Medical School, University of Cyprus
Neurology

Author Of 2 Presentations

Neuropsychology and Cognition Poster Presentation

P0797 - Cognitive Event-Related Potentials in Multiple Sclerosis. (ID 99)

Speakers
Presentation Number
P0797
Presentation Topic
Neuropsychology and Cognition

Abstract

Background

Cognitive impairment (CI) affects 26-56% of multiple sclerosis (MS) patients. Previous studies have revealed that the cognitive P300 event-related potential (ERP) is substantially affected in cognitive impaired patients.

Objectives

To investigate the role of P300 ERP in MS. In specific we evaluated the diagnostic accuracy of the P300 ERP amplitude and latency in both the diagnosis of MS and the MS-related CI within patients.

Methods

Fifty-eight relapsing-remitting MS patients (41.9±10.3 years old, 41 women, disease duration 144.2±89.7 months, median EDSS 2.0) and 51 age- and gender-matched healthy controls participated in the study. Visual P300 ERP responses and Brief International Cognitive Assessment for MS (BICAMS) were evaluated. ROC curves were constructed to assess the diagnostic accuracy of P300 ERP.

Results

In total, 55.2% of the MS patients were identified with CI. P300 amplitude was significantly correlated with all cognitive functions (processing speed: rho=0.293, p=0.02, verbal memory: rho=0.505, p<0.001, visuospatial learning and memory: rho=0.494, p<0.001).
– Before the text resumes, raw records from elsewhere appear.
//! The table of language servers and how files map onto them.

use std::ffi::OsString;
use std::fmt;
use std::path::{Path, PathBuf};
use std::sync::Arc;

use crate::config::{CustomServer, LspConfig};
use crate::error::{LspError, Result};
use crate::transport::LaunchSpec;
use crate::{root, servers};

/// `(file, cwd) -> root`. `None` means the server does not apply to the file.
pub type RootFinder = Arc<dyn Fn(&Path, &Path) -> Option<PathBuf> + Send + Sync>;

/// `(root, context) -> launch spec`. May block (binary lookup, installers).
pub type Spawner = Arc<dyn Fn(&Path, &SpawnContext) -> Result<LaunchSpec> + Send + Sync>;

/// Inputs a spawner may consult besides the root.
#[derive(Debug, Clone, Default)]
pub struct SpawnContext {
    /// Whether missing servers may be installed.
    pub auto_install: bool,
    /// Binary search path. `None` uses the process `PATH`.
    pub search_path: Option<OsString>,
    /// Where installers put binaries; also searched before `search_path`.
    pub install_dir: Option<PathBuf>,
}

impl SpawnContext {
    /// Locate `name` in the install dir, then on the search path.
    pub fn find_binary(&self, name: &str, cwd: &Path) -> Option<PathBuf> {
        if let Some(dir) = &self.install_dir {
            let candidate = dir.join(name);
            if candidate.is_file() {
                return Some(candidate);
            }
        }
        let paths = self
            .search_path
            .clone()
            .or_else(|| std::env::var_os("PATH"))?;
        which::which_in(name, Some(paths), cwd).ok()
    }
}

/// Static description of one language server.
#[derive(Clone)]
pub struct ServerConfig {
    id: String,
    match_keys: Vec<String>,
    root_finder: RootFinder,
    spawner: Spawner,
    language_id: Option<String>,
    placeholder_first_publish: bool,
}

impl ServerConfig {
    /// `match_keys` are `.ext` entries or exact basenames for extensionless
    /// files.
    pub fn new<I, S>(id: impl Into<String>, match_keys: I, root_finder: RootFinder, spawner: Spawner) -> Self
    where
        I: IntoIterator<Item = S>,
        S: Into<String>,
    {
        Self {
            id: id.into(),
            match_keys: match_keys.into_iter().map(Into::into).collect(),
            root_finder,
            spawner,
            language_id: None,
            placeholder_first_publish: false,
        }
    }

    pub fn with_language_id(mut self, language_id: impl Into<String>) -> Self {
        self.language_id = Some(language_id.into());
        self
    }

    /// Mark a server whose first publish after a fresh open is a placeholder
    /// that must not satisfy diagnostics waiters.
    pub fn with_placeholder_first_publish(mut self) -> Self {
        self.placeholder_first_publish = true;
        self
    }

    #[must_use]
    pub fn id(&self) -> &str {
        &self.id
    }

    #[must_use]
    pub fn match_keys(&self) -> &[String] {
        &self.match_keys
    }

    #[must_use]
    pub fn language_id(&self) -> Option<&str> {
        self.language_id.as_deref()
    }

    #[must_use]
    pub fn placeholder_first_publish(&self) -> bool {
        self.placeholder_first_publish
    }

    /// Case-sensitive match on `.ext`, or on the basename when the file has
    /// no extension.
    #[must_use]
    pub fn handles(&self, path: &Path) -> bool {
        let key = match path.extension().and_then(|e| e.to_str()) {
            Some(ext) => format!(".{ext}"),
            None => match path.file_name().and_then(|n| n.to_str()) {
                Some(name) => name.to_string(),
                None => return false,
            },
        };
        self.match_keys.iter().any(|k| *k == key)
    }

    pub fn find_root(&self, file: &Path, cwd: &Path) -> Option<PathBuf> {
        (self.root_finder)(file, cwd)
    }

    pub fn spawn(&self, root: &Path, ctx: &SpawnContext) -> Result<LaunchSpec> {
        (self.spawner)(root, ctx)
    }

    /// Build a server from a `[lsp.servers.<id>]` table.
    pub fn from_custom(id: &str, custom: &CustomServer) -> Self {
        let markers = custom.root_markers.clone();
        let root_finder: RootFinder = Arc::new(move |file, cwd| {
            let markers: Vec<&str> = markers.iter().map(String::as_str).collect();
            Some(root::nearest_marker(file, &markers).unwrap_or_else(|| cwd.to_path_buf()))
        });

        let server_id = id.to_string();
        let command = custom.command.clone();
        let args = custom.args.clone();
        let init_options = custom.initialization_options.clone();
        let spawner: Spawner = Arc::new(move |root, ctx| {
            let program = resolve_command(&command, root, ctx).ok_or_else(|| {
                LspError::ServerUnavailable {
                    server_id: server_id.clone(),
                    reason: format!("{command} not found in PATH"),
                    hint: format!("install {command} and make sure it is on PATH"),
                }
            })?;
            let mut spec = LaunchSpec::new(program);
            spec.args.clone_from(&args);
            spec.init_options.clone_from(&init_options);
            Ok(spec)
        });

        let mut config = Self::new(id, custom.match_keys(), root_finder, spawner);
        config.language_id.clone_from(&custom.language_id);
        config
    }
}

/// Commands containing a path separator are taken as paths, bare names are
/// looked up.
fn resolve_command(command: &str, cwd: &Path, ctx: &SpawnContext) -> Option<PathBuf> {
    let as_path = Path::new(command);
    if as_path.components().count() > 1 {
        let path = if as_path.is_absolute() {
            as_path.to_path_buf()
        } else {
            cwd.join(as_path)
        };
        return path.is_file().then_some(path);
    }
    ctx.find_binary(command, cwd)
}

impl fmt::Debug for ServerConfig {
    fn fmt(&self, f: &mut fmt::Formatter<'_>) -> fmt::Result {
        f.debug_struct("ServerConfig")
            .field("id", &self.id)
            .field("match_keys", &self.match_keys)
            .field("language_id", &self.language_id)
            .field("placeholder_first_publish", &self.placeholder_first_publish)
            .finish_non_exhaustive()
    }
}

/// Ordered set of servers. Order decides which client answers
/// single-client operations.
#[derive(Debug, Clone, Default)]
pub struct ServerRegistry {
    servers: Vec<ServerConfig>,
}

impl ServerRegistry {
    #[must_use]
    pub fn empty() -> Self {
        Self::default()
    }

    /// typescript, gopls, python, rust.
    #[must_use]
    pub fn builtin() -> Self {
        Self {
            servers: servers::builtin(),
        }
    }

    /// Built-ins minus `disabled`, then every custom server in id order.
    #[must_use]
    pub fn from_config(config: &LspConfig) -> Self {
        let mut registry = Self::builtin();
        for id in &config.disabled {
            if !registry.remove(id) {
                tracing::warn!("Unknown LSP server '{id}' in disabled list");
            }
        }
        for (id, custom) in &config.servers {
            registry.register(ServerConfig::from_custom(id, custom));
        }
        registry
    }

    /// Append a server. A server with the same id is replaced in place.
    pub fn register(&mut self, config: ServerConfig) {
        if let Some(existing) = self.servers.iter_mut().find(|s| s.id == config.id) {
            tracing::debug!("Replacing LSP server '{}'", config.id);
            *existing = config;
        } else {
            self.servers.push(config);
        }
    }

    /// Returns whether a server was removed.
    pub fn remove(&mut self, id: &str) -> bool {
        let before = self.servers.len();
        self.servers.retain(|s| s.id != id);
        self.servers.len() != before
    }

    #[must_use]
    pub fn get(&self, id: &str) -> Option<&ServerConfig> {
        self.servers.iter().find(|s| s.id == id)
    }

    /// Servers handling `path`, in registration order.
    pub fn matching<'a>(&'a self, path: &'a Path) -> impl Iterator<Item = &'a ServerConfig> + 'a {
        self.servers.iter().filter(move |s| s.handles(path))
    }

    pub fn iter(&self) -> impl Iterator<Item = &ServerConfig> {
        self.servers.iter()
    }

    #[must_use]
    pub fn len(&self) -> usize {
        self.servers.len()
    }

    #[must_use]
    pub fn is_empty(&self) -> bool {
        self.servers.is_empty()
    }
}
P300 latency showed significant negative correlation with verbal memory (rho=-0.456, p<0.001) and visuospatial learning and memory (rho=-0.454, p<0.001) but not information processing speed (rho=-0.172, p=0.074). With regards to P300 amplitude, a cut-off lower than 7.7μV significantly distinguished MS patients from healthy controls (area under the curve or AUC=0.109±0.03, p<0.001, sensitivity=81%, specificity=92.2%). Among MS patients, a cut-off of 4.8μV distinguished CI from non-CI patients (AUC=0.311±0.07, p=0.014, sensitivity=56.3%, specificity=80.8%). A P300 latency cut-off higher than 305.5msecs significantly distinguished MS patients from healthy controls (AUC=0.931±0.02, p<0.001, sensitivity=79.3%, specificity=96.1%) but not CI status among MS patients (AUC=0.603±0.08, p=0.179).

Conclusions

P300 was ascertained as a potent diagnostic tool for MS diagnosis and even CI status. Based on these findings, we encourage the use of P300 ERP in the everyday clinical settings and the construction of normative values in the electrophysiological laboratories.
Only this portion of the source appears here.